‘Onward’ Begins Box Office Journey On a Disappointing Note

Disney/Pixar’s latest animated comedy Onward found itself in need of some box office magic this weekend at theaters across North America as the cartoon turned in the lowest numbers for a Pixar feature in almost five years. The news wasn’t all that great either for Warner’s The Way Back, which got lost in its third place debut.

It had the voice talent -Chris Pratt and Tom Holland among others-, the typical Mouse House marketing might and solid critical backing, but that wasn’t enough to lift Onward above the mediocre stage at the box office. The comedy fantasy began its box office journey on 4,310 screens Thursday night where the most it could conjure up was an estimated $40 million.

The first Pixar feature to be released outside of the lucrative summer movie season or the month of November, Onward’s debuting numbers are just slightly above the $39 million scored by their 2015 dud The Good Dinosaur. Should the actual opening figures come in below the reported studio estimates, Onward’s debut could become the worst wide opening to date for Pixar Studios.

So, what went wrong? Did the reviews harm business? An 86% on Rotten Tomatoes, a 61/100 on Metacritic and an “A-“ from ticket buyers on CinemaScore all point to “no” as the answer. Was Coronavirus fears to blame for keeping crowds away? Perhaps overseas, where Onward pulled in a paltry $28 million this weekend. But in North America, we’re not quite there yet (should Disney’s Mulan tank in a few weeks, then you can blame Covid-19).

No, the answer may lie in a simple lack of interest for the film outside of the family matinee crowd. Recent Disney Animation and Pixar films have had one creative thing in common: mass appeal. Based on the trailers and TV ads, it appears that Onward was lacking that. Great for the kiddies, an easy pass for those over the age of 13 and adults that aren’t parents.  Strict appeal to the matinee crowd would explain the business surge of nearly 40% on Saturday over the underwhelming opening day. If that turns out to be the case, then Onward should have a healthy-but-unspectacular early spring run ahead of it.

Elsewhere on the chart, it was another strong showing for last week’s number one flick, Universal’s The Invisible Man. The acclaimed Elizabeth Moss thriller dipped a mere 46% in its second weekend on 3,610 screens where it scored an estimated $15.1 million. Ten days into its run, the low-budget thriller has scored a solid $52.6 million. A final around the $90 million mark is a possibility.

Ben Affleck made a quiet return to movie screens this weekend with the number three film in the country, the Warner sports drama The Way Back. The Gavin O’Connor film opened in 2,718 theaters Friday where it scored an estimated $8.5 million. Reviews were solid for Way Back. The R-rated feature scored an 88% on Rotten Tomatoes, a 68/100 on Metacritic and a “B+” on CinemaScore.
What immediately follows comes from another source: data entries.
//! Watchman host: camera lifecycle, the periodic capture loop, and assembly
//! of the stores and classifier behind it.

pub mod camera;
pub use camera::{
    CameraAccessError, CameraDevice, DirectoryCamera, FrameCaptureError, VideoSource,
};

pub mod controller;
pub use controller::{CaptureController, ControllerStatus, Phase, TriggerOutcome};

use std::sync::Arc;

use anyhow::Context;
use tracing::info;
use watchman_ai::Classifier;
use watchman_core::WatchmanConfig;
use watchman_store::{FileStore, KeyValueStore, LogStore, RosterStore};

/// A fully wired Watchman instance: durable stores, the classifier, and the
/// capture controller sharing them.
pub struct Watchman {
    pub roster: Arc<RosterStore>,
    pub log: Arc<LogStore>,
    pub controller: CaptureController,
}

impl Watchman {
    /// Open the stores under `config.data_dir` and build an idle controller
    /// around `camera` and a Gemini-backed classifier.
    pub fn open(config: &WatchmanConfig, camera: Arc<dyn CameraDevice>) -> anyhow::Result<Self> {
        let kv: Arc<dyn KeyValueStore> = Arc::new(
            FileStore::open(config.data_dir.clone())
                .with_context(|| format!("open data dir {}", config.data_dir.display()))?,
        );
        Self::with_store(config, kv, camera)
    }

    /// Same as [`open`](Self::open) over an arbitrary key-value backend.
    pub fn with_store(
        config: &WatchmanConfig,
        kv: Arc<dyn KeyValueStore>,
        camera: Arc<dyn CameraDevice>,
    ) -> anyhow::Result<Self> {
        config.validate().context("invalid configuration")?;
        let roster = Arc::new(RosterStore::open(kv.clone()).context("load roster")?);
        let log = Arc::new(
            LogStore::open_with_capacity(kv, config.log_capacity).context("load surveillance log")?,
        );
        let classifier = Arc::new(Classifier::from_config(config));
        let controller =
            CaptureController::new(camera, classifier, roster.clone(), log.clone(), config)?;

        info!(
            people = roster.len(),
            logs = log.len(),
            model = %config.model,
            "watchman ready"
        );
        Ok(Self {
            roster,
            log,
            controller,
        })
    }
}

/// Install a `fmt` subscriber for the process. Later calls are no-ops.
pub fn init_logging() {
    let _ = tracing_subscriber::fmt().with_target(false).try_init();
}
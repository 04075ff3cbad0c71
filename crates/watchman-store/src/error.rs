use thiserror::Error;

#[derive(Debug, Error)]
pub enum StoreError {
    #[error("validation error: {0}")]
    Validation(String),

    #[error("storage io error: {0}")]
    Io(#[from] std::io::Error),

    #[error("serialization error: {0}")]
    Json(#[from] serde_json::Error),

    #[error("invalid storage key: {0:?}")]
    InvalidKey(String),
}
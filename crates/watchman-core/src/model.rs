//! Shared surveillance types: roster entries, log entries, and the transient
//! judgement returned by the classification service.
//!
//! Field names serialize in camelCase so persisted state stays readable by
//! any dashboard that shares the same storage keys.

use std::fmt;

use serde::{Deserialize, Serialize};

/// Role of an authorized person, embedded verbatim into the classification prompt.
#[derive(Debug, Clone, Copy, PartialEq, Eq, Hash, Serialize, Deserialize)]
pub enum Role {
    Student,
    Teacher,
    Staff,
    Admin,
}

impl Role {
    pub fn as_str(&self) -> &'static str {
        match self {
            Self::Student => "Student",
            Self::Teacher => "Teacher",
            Self::Staff => "Staff",
            Self::Admin => "Admin",
        }
    }
}

impl fmt::Display for Role {
    fn fmt(&self, f: &mut fmt::Formatter<'_>) -> fmt::Result {
        f.write_str(self.as_str())
    }
}

/// A person on the roster.
///
/// Identity is `id`. Entries are created and removed, never edited in place.
#[derive(Debug, Clone, PartialEq, Eq, Serialize, Deserialize)]
#[serde(rename_all = "camelCase")]
pub struct AuthorizedPerson {
    pub id: String,
    pub name: String,
    pub role: Role,
    #[serde(default, skip_serializing_if = "Option::is_none")]
    pub image_url: Option<String>,
}

impl AuthorizedPerson {
    pub fn new(id: impl Into<String>, name: impl Into<String>, role: Role) -> Self {
        Self {
            id: id.into(),
            name: name.into(),
            role,
            image_url: None,
        }
    }

    /// Prompt form: `"Emily Chen (Student)"`.
    pub fn prompt_label(&self) -> String {
        format!("{} ({})", self.name, self.role)
    }
}

/// Status recorded on a log entry.
///
/// The capture loop only ever writes `Authorized` or `Unauthorized`; the other
/// two exist for entries written by other tooling sharing the same log.
#[derive(Debug, Clone, Copy, PartialEq, Eq, Hash, Serialize, Deserialize)]
pub enum LogStatus {
    Authorized,
    Unauthorized,
    Warning,
    Info,
}

impl LogStatus {
    pub fn as_str(&self) -> &'static str {
        match self {
            Self::Authorized => "Authorized",
            Self::Unauthorized => "Unauthorized",
            Self::Warning => "Warning",
            Self::Info => "Info",
        }
    }
}

impl From<AnalysisStatus> for LogStatus {
    /// Anything the service did not positively authorize is logged as `Unauthorized`.
    fn from(status: AnalysisStatus) -> Self {
        match status {
            AnalysisStatus::Authorized => Self::Authorized,
            AnalysisStatus::Unauthorized | AnalysisStatus::None => Self::Unauthorized,
        }
    }
}

/// One surveillance event. Immutable once created.
#[derive(Debug, Clone, PartialEq, Eq, Serialize, Deserialize)]
#[serde(rename_all = "camelCase")]
pub struct SurveillanceLog {
    pub id: String,
    /// Local wall-clock time, already formatted for display.
    pub timestamp: String,
    pub event: String,
    pub status: LogStatus,
    pub detected_name: String,
}

impl SurveillanceLog {
    /// Build the log entry for a detection.
    ///
    /// Returns `None` when the result did not detect a subject: non-detections
    /// never reach the log.
    pub fn from_detection(
        result: &AnalysisResult,
        id: impl Into<String>,
        timestamp: impl Into<String>,
    ) -> Option<Self> {
        if !result.detected {
            return None;
        }
        Some(Self {
            id: id.into(),
            timestamp: timestamp.into(),
            event: format!("Detection: {}", result.name),
            status: result.status.into(),
            detected_name: result.name.clone(),
        })
    }
}

/// Security status in a service judgement.
#[derive(Debug, Clone, Copy, PartialEq, Eq, Hash, Serialize, Deserialize)]
pub enum AnalysisStatus {
    Authorized,
    Unauthorized,
    None,
}

impl AnalysisStatus {
    pub fn as_str(&self) -> &'static str {
        match self {
            Self::Authorized => "Authorized",
            Self::Unauthorized => "Unauthorized",
            Self::None => "None",
        }
    }
}

/// Structured judgement for a single frame.
///
/// Deserialization is strict: all four fields are required and unknown fields
/// are rejected, so any drift in the service's output shape is a parse failure.
#[derive(Debug, Clone, PartialEq, Eq, Serialize, Deserialize)]
#[serde(deny_unknown_fields)]
pub struct AnalysisResult {
    pub detected: bool,
    pub name: String,
    pub status: AnalysisStatus,
    pub reason: String,
}

impl AnalysisResult {
    /// Sentinel returned whenever classification fails for any reason.
    pub fn fallback() -> Self {
        Self {
            detected: false,
            name: "Error".to_string(),
            status: AnalysisStatus::None,
            reason: "Could not process image.".to_string(),
        }
    }

    pub fn is_fallback(&self) -> bool {
        *self == Self::fallback()
    }
}

/// A still image captured from the live video source.
#[derive(Debug, Clone, PartialEq, Eq)]
pub struct Frame {
    /// JPEG-encoded image bytes.
    pub jpeg: Vec<u8>,
    /// Dimensions requested from the device, not decoded from `jpeg`.
    pub width: u32,
    pub height: u32,
}

impl Frame {
    pub fn new(jpeg: Vec<u8>, width: u32, height: u32) -> Self {
        Self {
            jpeg,
            width,
            height,
        }
    }
}

#[cfg(test)]
mod tests {
    use super::*;

    fn detection(name: &str, status: AnalysisStatus) -> AnalysisResult {
        AnalysisResult {
            detected: true,
            name: name.into(),
            status,
            reason: "matched".into(),
        }
    }

    #[test]
    fn authorized_detection_becomes_authorized_log() {
        let log = SurveillanceLog::from_detection(
            &detection("Ann", AnalysisStatus::Authorized),
            "42",
            "10:15:00",
        )
        .unwrap();
        assert_eq!(log.status, LogStatus::Authorized);
        assert_eq!(log.event, "Detection: Ann");
        assert_eq!(log.detected_name, "Ann");
        assert_eq!(log.id, "42");
    }

    #[test]
    fn unmatched_detection_is_logged_unauthorized() {
        for status in [AnalysisStatus::Unauthorized, AnalysisStatus::None] {
            let log =
                SurveillanceLog::from_detection(&detection("Unknown", status), "1", "t").unwrap();
            assert_eq!(log.status, LogStatus::Unauthorized);
        }
    }

    #[test]
    fn non_detection_produces_no_log() {
        assert!(SurveillanceLog::from_detection(&AnalysisResult::fallback(), "1", "t").is_none());
    }

    #[test]
    fn person_serializes_camel_case() {
        let mut person = AuthorizedPerson::new("7", "Ann", Role::Teacher);
        let json = serde_json::to_string(&person).unwrap();
        assert_eq!(json, r#"{"id":"7","name":"Ann","role":"Teacher"}"#);

        person.image_url = Some("https://example.test/ann.png".into());
        let json = serde_json::to_string(&person).unwrap();
        assert!(json.contains(r#""imageUrl":"https://example.test/ann.png""#));
    }

    #[test]
    fn log_serializes_detected_name() {
        let log = SurveillanceLog {
            id: "1".into(),
            timestamp: "09:00:00".into(),
            event: "Detection: Ann".into(),
            status: LogStatus::Authorized,
            detected_name: "Ann".into(),
        };
        let json = serde_json::to_string(&log).unwrap();
        assert!(json.contains(r#""detectedName":"Ann""#));
        assert!(json.contains(r#""status":"Authorized""#));
    }

    #[test]
    fn analysis_result_rejects_missing_field() {
        let json = r#"{"detected": true, "name": "Ann", "status": "Authorized"}"#;
        assert!(serde_json::from_str::<AnalysisResult>(json).is_err());
    }

    #[test]
    fn analysis_result_rejects_unknown_status() {
        let json = r#"{"detected": true, "name": "Ann", "status": "Maybe", "reason": "x"}"#;
        assert!(serde_json::from_str::<AnalysisResult>(json).is_err());
    }

    #[test]
    fn analysis_result_rejects_extra_field() {
        let json = r#"{"detected": false, "name": "", "status": "None", "reason": "", "score": 1}"#;
        assert!(serde_json::from_str::<AnalysisResult>(json).is_err());
    }

    #[test]
    fn fallback_shape() {
        let fb = AnalysisResult::fallback();
        assert!(!fb.detected);
        assert_eq!(fb.name, "Error");
        assert_eq!(fb.status, AnalysisStatus::None);
        assert_eq!(fb.reason, "Could not process image.");
        assert!(fb.is_fallback());
    }

    #[test]
    fn prompt_label_format() {
        let p = AuthorizedPerson::new("1", "Dr. Sarah Wilson", Role::Teacher);
        assert_eq!(p.prompt_label(), "Dr. Sarah Wilson (Teacher)");
    }
}
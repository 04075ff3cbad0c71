//! Wall-clock helpers: timestamp-based identifiers and display timestamps.
//!
//! Ids are the decimal Unix time in milliseconds at creation. Two ids drawn
//! within the same millisecond would collide, so [`IdClock`] hands out
//! strictly increasing values: `max(now_ms, last + 1)`.

use std::sync::atomic::{AtomicI64, Ordering};

use chrono::{DateTime, Local, Utc};

/// Display format for log timestamps, e.g. `3:07:45 PM`.
pub const DISPLAY_TIME_FORMAT: &str = "%-I:%M:%S %p";

/// Monotonic source of timestamp-based identifiers.
#[derive(Debug, Default)]
pub struct IdClock {
    last: AtomicI64,
}

impl IdClock {
    pub fn new() -> Self {
        Self::default()
    }

    /// Next identifier, strictly greater than any previously issued by this clock.
    pub fn next_id(&self) -> String {
        self.next_millis(Utc::now().timestamp_millis()).to_string()
    }

    /// Next identifier for which `taken` returns false.
    ///
    /// Ids restored from storage may sit ahead of the local clock, so callers
    /// that require uniqueness within a collection pass a membership check.
    pub fn next_id_excluding(&self, taken: impl Fn(&str) -> bool) -> String {
        loop {
            let id = self.next_id();
            if !taken(&id) {
                return id;
            }
        }
    }

    fn next_millis(&self, now_ms: i64) -> i64 {
        let mut prev = self.last.load(Ordering::Relaxed);
        loop {
            let next = now_ms.max(prev + 1);
            match self
                .last
                .compare_exchange_weak(prev, next, Ordering::AcqRel, Ordering::Relaxed)
            {
                Ok(_) => return next,
                Err(actual) => prev = actual,
            }
        }
    }
}

/// Format an instant as local time for display.
pub fn display_time(at: DateTime<Utc>) -> String {
    at.with_timezone(&Local)
        .format(DISPLAY_TIME_FORMAT)
        .to_string()
}

/// Current local time formatted for display.
pub fn display_now() -> String {
    display_time(Utc::now())
}

#[cfg(test)]
mod tests {
    use super::*;
    use std::collections::HashSet;

    #[test]
    fn ids_strictly_increase_within_same_millisecond() {
        let clock = IdClock::new();
        let a = clock.next_millis(1_000);
        let b = clock.next_millis(1_000);
        let c = clock.next_millis(999);
        assert_eq!(a, 1_000);
        assert_eq!(b, 1_001);
        assert_eq!(c, 1_002);
    }

    #[test]
    fn ids_follow_clock_when_it_moves_ahead() {
        let clock = IdClock::new();
        clock.next_millis(1_000);
        assert_eq!(clock.next_millis(5_000), 5_000);
    }

    #[test]
    fn rapid_ids_are_unique() {
        let clock = IdClock::new();
        let ids: HashSet<String> = (0..1_000).map(|_| clock.next_id()).collect();
        assert_eq!(ids.len(), 1_000);
    }

    #[test]
    fn excluding_skips_taken_ids() {
        let clock = IdClock::new();
        let first = clock.next_id();
        let blocked: i64 = first.parse::<i64>().unwrap() + 1;
        let blocked = blocked.to_string();
        let id = clock.next_id_excluding(|candidate| candidate == blocked);
        assert_ne!(id, blocked);
        assert_ne!(id, first);
    }

    #[test]
    fn display_time_has_meridiem() {
        let shown = display_now();
        assert!(shown.ends_with("AM") || shown.ends_with("PM"), "{shown}");
        assert_eq!(shown.matches(':').count(), 2);
    }
}
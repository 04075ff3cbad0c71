//! Frame classification: prompt construction, the Gemini vision client, and
//! the fallback-on-error classifier the capture loop depends on.

mod error;
pub use error::ClassifyError;

pub mod classifier;
pub use classifier::{Classifier, FrameClassifier, JudgementService};

pub mod gemini;
pub use gemini::GeminiClient;

pub mod prompt;
pub use prompt::{build_instruction, response_schema};
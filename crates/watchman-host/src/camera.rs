//! Video capture seam.
//!
//! A [`CameraDevice`] grants at most one live [`VideoSource`] per `open`;
//! the capture controller owns that source exclusively until it calls
//! [`VideoSource::release`].

use std::path::{Path, PathBuf};

use async_trait::async_trait;
use thiserror::Error;
use tracing::{debug, info};
use watchman_core::{Frame, FrameSettings};

/// Camera acquisition failure. Terminal for the attempt; never retried automatically.
#[derive(Debug, Clone, PartialEq, Eq, Error)]
pub enum CameraAccessError {
    #[error("camera permission denied")]
    PermissionDenied,
    #[error("no camera device available")]
    NoDevice,
    #[error("camera device error: {0}")]
    Device(String),
}

impl CameraAccessError {
    /// Text shown to the operator until the next successful start.
    pub fn banner(&self) -> &'static str {
        match self {
            Self::PermissionDenied => "Camera access denied. Please enable camera permissions.",
            Self::NoDevice => "No camera found. Connect a camera and try again.",
            Self::Device(_) => "Camera could not be started. Please try again.",
        }
    }
}

/// Failure grabbing a still from an already-acquired source.
#[derive(Debug, Clone, PartialEq, Eq, Error)]
pub enum FrameCaptureError {
    #[error("video source has been released")]
    Released,
    #[error("frame capture failed: {0}")]
    Device(String),
    #[error("frame capture timed out after {0:?}")]
    Timeout(std::time::Duration),
}

/// Something that can be asked for a live video source.
#[async_trait]
pub trait CameraDevice: Send + Sync {
    async fn open(&self, settings: FrameSettings)
    -> Result<Box<dyn VideoSource>, CameraAccessError>;
}

/// A live, exclusively owned video source.
#[async_trait]
pub trait VideoSource: Send {
    /// Grab the current frame at the source's native resolution, JPEG-encoded.
    async fn capture(&mut self) -> Result<Frame, FrameCaptureError>;

    /// Stop every track. Idempotent.
    fn release(&mut self);
}

// ── DirectoryCamera ──

/// Camera that replays `.jpg`/`.jpeg` stills from a directory in name order,
/// wrapping around at the end.
///
/// Stills are passed through undecoded; each frame carries the requested
/// [`FrameSettings`] dimensions.
#[derive(Debug, Clone)]
pub struct DirectoryCamera {
    dir: PathBuf,
}

impl DirectoryCamera {
    pub fn new(dir: impl Into<PathBuf>) -> Self {
        Self { dir: dir.into() }
    }

    pub fn dir(&self) -> &Path {
        &self.dir
    }
}

#[async_trait]
impl CameraDevice for DirectoryCamera {
    async fn open(
        &self,
        settings: FrameSettings,
    ) -> Result<Box<dyn VideoSource>, CameraAccessError> {
        let mut entries = tokio::fs::read_dir(&self.dir).await.map_err(access_error)?;
        let mut stills = Vec::new();
        while let Some(entry) = entries.next_entry().await.map_err(access_error)? {
            let path = entry.path();
            if is_jpeg(&path) {
                stills.push(path);
            }
        }
        if stills.is_empty() {
            return Err(CameraAccessError::NoDevice);
        }
        stills.sort();

        info!(
            dir = %self.dir.display(),
            frames = stills.len(),
            width = settings.width,
            height = settings.height,
            "directory camera opened"
        );
        Ok(Box::new(DirectorySource {
            stills,
            next: 0,
            settings,
            released: false,
        }))
    }
}

struct DirectorySource {
    stills: Vec<PathBuf>,
    next: usize,
    settings: FrameSettings,
    released: bool,
}

#[async_trait]
impl VideoSource for DirectorySource {
    async fn capture(&mut self) -> Result<Frame, FrameCaptureError> {
        if self.released {
            return Err(FrameCaptureError::Released);
        }
        let path = &self.stills[self.next % self.stills.len()];
        self.next = (self.next + 1) % self.stills.len();

        let jpeg = tokio::fs::read(path)
            .await
            .map_err(|e| FrameCaptureError::Device(format!("{}: {e}", path.display())))?;
        debug!(path = %path.display(), bytes = jpeg.len(), "captured still");
        Ok(Frame::new(jpeg, self.settings.width, self.settings.height))
    }

    fn release(&mut self) {
        self.released = true;
    }
}

fn is_jpeg(path: &Path) -> bool {
    path.extension()
        .and_then(|ext| ext.to_str())
        .is_some_and(|ext| ext.eq_ignore_ascii_case("jpg") || ext.eq_ignore_ascii_case("jpeg"))
}

fn access_error(e: std::io::Error) -> CameraAccessError {
    match e.kind() {
        std::io::ErrorKind::PermissionDenied => CameraAccessError::PermissionDenied,
        std::io::ErrorKind::NotFound => CameraAccessError::NoDevice,
        _ => CameraAccessError::Device(e.to_string()),
    }
}

#[cfg(test)]
mod tests {
    use super::*;

    #[tokio::test]
    async fn missing_directory_is_no_device() {
        let camera = DirectoryCamera::new("/nonexistent/watchman/stills");
        let err = camera.open(FrameSettings::default()).await.err().unwrap();
        assert_eq!(err, CameraAccessError::NoDevice);
    }

    #[tokio::test]
    async fn directory_without_jpegs_is_no_device() {
        let dir = tempfile::tempdir().unwrap();
        std::fs::write(dir.path().join("notes.txt"), "x").unwrap();
        let camera = DirectoryCamera::new(dir.path());
        let err = camera.open(FrameSettings::default()).await.err().unwrap();
        assert_eq!(err, CameraAccessError::NoDevice);
    }

    #[tokio::test]
    async fn replays_stills_in_order_and_wraps() {
        let dir = tempfile::tempdir().unwrap();
        std::fs::write(dir.path().join("b.jpg"), [2u8]).unwrap();
        std::fs::write(dir.path().join("a.JPEG"), [1u8]).unwrap();
        std::fs::write(dir.path().join("skip.png"), [9u8]).unwrap();

        let camera = DirectoryCamera::new(dir.path());
        let mut source = camera.open(FrameSettings::default()).await.unwrap();

        let seq: Vec<u8> = {
            let mut out = Vec::new();
            for _ in 0..3 {
                out.push(source.capture().await.unwrap().jpeg[0]);
            }
            out
        };
        assert_eq!(seq, vec![1, 2, 1]);

        let frame = source.capture().await.unwrap();
        assert_eq!((frame.width, frame.height), (1280, 720));
    }

    #[tokio::test]
    async fn released_source_refuses_capture() {
        let dir = tempfile::tempdir().unwrap();
        std::fs::write(dir.path().join("a.jpg"), [1u8]).unwrap();
        let mut source = DirectoryCamera::new(dir.path())
            .open(FrameSettings::default())
            .await
            .unwrap();
        source.release();
        source.release();
        assert_eq!(
            source.capture().await.unwrap_err(),
            FrameCaptureError::Released
        );
    }

    #[test]
    fn permission_denied_banner_matches_dashboard_text() {
        assert_eq!(
            CameraAccessError::PermissionDenied.banner(),
            "Camera access denied. Please enable camera permissions."
        );
    }
}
In fourth place was Paramount’s Sonic the Hedgehog, which continued zipping along towards the $150 million mark. The film scored an estimated $8 million from 3,717 theaters in its fourth weekend, a decline of 51% from the previous round. One month in, Sonic has scored $141 million so far and should finish around the $165 million mark.

Rounding out the top five was 20thCentury Studios’ The Call of the Wild with an estimated $7 million from 3,914 theaters. The Harrison Ford family adventure has brought in $57.4 million so far and should finish near the $70 million mark.

  1. Emma (2020) (Focus) $5 million (+331%); $6.9 million
  2. Bad Boys For Life (Sony) $3 million (-30%); $202 million
  3. Birds of Prey (Warner) $2.1 million (-47%); $82.5 million
  4. My Hero Academia (FUNimation) $1.5 million (-74%); $12.6 million
  5. 1917 (Universal) $1.37 million (-49%); $158 million

Next weekend, Bloodshot, The Hunt and I Still Believe enter the marketplace.